Look through the records below, and copy out every line that holds the string "AsyncRead".

[Collected data entries]
:::::
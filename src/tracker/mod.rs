pub mod calibration;
pub mod counter;
pub mod drift;
pub mod phase;
pub mod score;
pub mod session;
pub mod side;
pub mod velocity;

pub use calibration::{CalibrationStatus, Calibrator};
pub use counter::{Effect, FrameOutput, RepCounter, RepEvent};
pub use drift::DriftWatchdog;
pub use phase::{PhaseMachine, Transition};
pub use score::{DepthQuality, FatigueLevel, RepScore, RepScorer};
pub use session::{Phase, SessionState};
pub use side::SideSelector;
pub use velocity::VelocityTracker;
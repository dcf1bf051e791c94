//! One rep-counting session per connection.
//!
//! Frames from a connection are processed strictly in order by the task that
//! owns the connection's `RepCounter`, so a `Reset` can never interleave with
//! a frame in flight.

use std::sync::Arc;
use std::time::{Duration, Instant};

use anyhow::Result;
use tokio::io::{AsyncRead, AsyncWrite};

use crate::config::{Config, ExerciseKind};
use crate::protocol::{recv_message, send_message, ClientMessage, MessageStream, ServerMessage};
use crate::tracker::RepCounter;
use crate::GIT_VERSION;

struct Session {
    config: Arc<Config>,
    counter: RepCounter,
    /// クライアント時刻 0 に対応するローカル時刻
    epoch: Instant,
}

impl Session {
    fn new(config: Arc<Config>) -> Self {
        let counter = RepCounter::new(&config, config.app.exercise);
        Self {
            config,
            counter,
            epoch: Instant::now(),
        }
    }

    fn handle(&mut self, msg: ClientMessage) -> ServerMessage {
        match msg {
            ClientMessage::Frame {
                timestamp_us,
                landmarks,
            } => {
                let now = self.epoch + Duration::from_micros(timestamp_us);
                match self.counter.process_landmarks(&landmarks, now) {
                    Ok(output) => ServerMessage::Update {
                        phase: output.phase,
                        rep_count: self.counter.state().rep_count,
                        depth_inches: output.depth_inches,
                        effects: output.effects,
                    },
                    Err(e) => {
                        log::warn!("rejected frame at {}us: {}", timestamp_us, e);
                        ServerMessage::Error {
                            message: e.to_string(),
                        }
                    }
                }
            }
            ClientMessage::Reset => {
                self.counter.reset();
                self.ready()
            }
            ClientMessage::SelectExercise { name } => match name.parse::<ExerciseKind>() {
                Ok(kind) => {
                    log::info!("exercise -> {}", kind);
                    self.counter = RepCounter::new(&self.config, kind);
                    self.ready()
                }
                Err(e) => ServerMessage::Error {
                    message: e.to_string(),
                },
            },
            ClientMessage::RequestSummary => ServerMessage::Summary {
                reps: self.counter.summary(),
            },
        }
    }

    fn ready(&self) -> ServerMessage {
        ServerMessage::Ready {
            exercise: self.counter.kind(),
            version: GIT_VERSION.to_string(),
        }
    }
}

/// Serve one client until it disconnects.
pub async fn serve_connection<S>(mut stream: MessageStream<S>, config: Arc<Config>) -> Result<()>
where
    S: AsyncRead + AsyncWrite + Unpin,
{
    let mut session = Session::new(config);
    send_message(&mut stream, &session.ready()).await?;

    while let Some(msg) = recv_message::<S, ClientMessage>(&mut stream).await? {
        let reply = session.handle(msg);
        send_message(&mut stream, &reply).await?;
    }
    log::info!(
        "client closed after {} reps",
        session.counter.state().rep_count
    );
    Ok(())
}
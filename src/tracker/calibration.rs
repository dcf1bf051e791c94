use std::time::Instant;

use crate::config::ExerciseProfile;

use super::session::{Phase, SessionState};

/// 体節長ブレンドの重み（旧値側）
const SEGMENT_BLEND_OLD: f32 = 0.8;
/// 直近平均に使うサンプル数
const ROLLING_SAMPLES: usize = 3;

#[derive(Debug, Clone, Copy, PartialEq)]
pub enum CalibrationStatus {
    /// 立位でない、または既に完了
    Idle,
    /// 体節長が妥当範囲外のフレームを捨てた
    Rejected { segment: f32 },
    /// ブレが大きくバッファを捨ててやり直した
    Restarted,
    Collecting { samples: usize, needed: usize },
    Complete { baseline_y: f32, scale_factor: f32 },
}

/// 正規化座標 → インチ換算の単位キャリブレーション
///
/// 静止した立位から基準 y と体節長を集め、既知の体節長（身長 × 比率）で
/// スケールを決める。ブレたらバッファを全部捨てる
pub struct Calibrator {
    samples_needed: usize,
    tolerance: f32,
    segment_range: [f32; 2],
    segment_inches: f32,
}

impl Calibrator {
    pub fn from_profile(profile: &ExerciseProfile, body_height_inches: f32) -> Self {
        Self {
            samples_needed: profile.calibration_samples.max(1),
            tolerance: profile.calibration_tolerance,
            segment_range: profile.segment_range,
            segment_inches: body_height_inches * profile.segment_height_ratio,
        }
    }

    /// 1フレーム分のサンプルを取り込む
    ///
    /// `y` は追跡関節の正規化 y、`segment` は体節長（正規化座標）
    pub fn update(&self, state: &mut SessionState, y: f32, segment: f32, now: Instant) -> CalibrationStatus {
        if state.is_calibrated || state.phase != Phase::Standing {
            return CalibrationStatus::Idle;
        }
        if segment < self.segment_range[0] || segment > self.segment_range[1] {
            return CalibrationStatus::Rejected { segment };
        }

        let buf = &mut state.calibration;
        match buf.segment_estimate {
            None => {
                buf.samples.push(y);
                buf.segment_estimate = Some(segment);
            }
            Some(estimate) => {
                let recent = &buf.samples[buf.samples.len().saturating_sub(ROLLING_SAMPLES)..];
                let avg = recent.iter().sum::<f32>() / recent.len() as f32;
                if (y - avg).abs() <= estimate * self.tolerance {
                    buf.samples.push(y);
                    buf.segment_estimate =
                        Some(SEGMENT_BLEND_OLD * estimate + (1.0 - SEGMENT_BLEND_OLD) * segment);
                } else {
                    log::debug!(
                        "calibration restart: y={:.4} avg={:.4} after {} samples",
                        y,
                        avg,
                        buf.samples.len()
                    );
                    buf.clear();
                    buf.samples.push(y);
                    buf.segment_estimate = Some(segment);
                    return CalibrationStatus::Restarted;
                }
            }
        }

        if buf.samples.len() < self.samples_needed {
            return CalibrationStatus::Collecting {
                samples: buf.samples.len(),
                needed: self.samples_needed,
            };
        }

        let baseline_y = buf.samples.iter().sum::<f32>() / buf.samples.len() as f32;
        let estimate = buf.segment_estimate.unwrap_or(segment);
        let scale_factor = self.segment_inches / estimate;
        buf.clear();

        state.standing_baseline_y = baseline_y;
        state.scale_factor = scale_factor;
        state.is_calibrated = true;
        state.stable_frames = 0;
        state.stable_standing_start = Some(now);
        state.standing_stable = false;
        state.drift.clear();
        log::info!(
            "calibrated: baseline_y={:.4} scale={:.1} in/unit",
            baseline_y,
            scale_factor
        );
        CalibrationStatus::Complete {
            baseline_y,
            scale_factor,
        }
    }
}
:::::
● **Result**
use tokio::io::{AsyncRead, AsyncWrite};
    S: AsyncRead + AsyncWrite + Unpin,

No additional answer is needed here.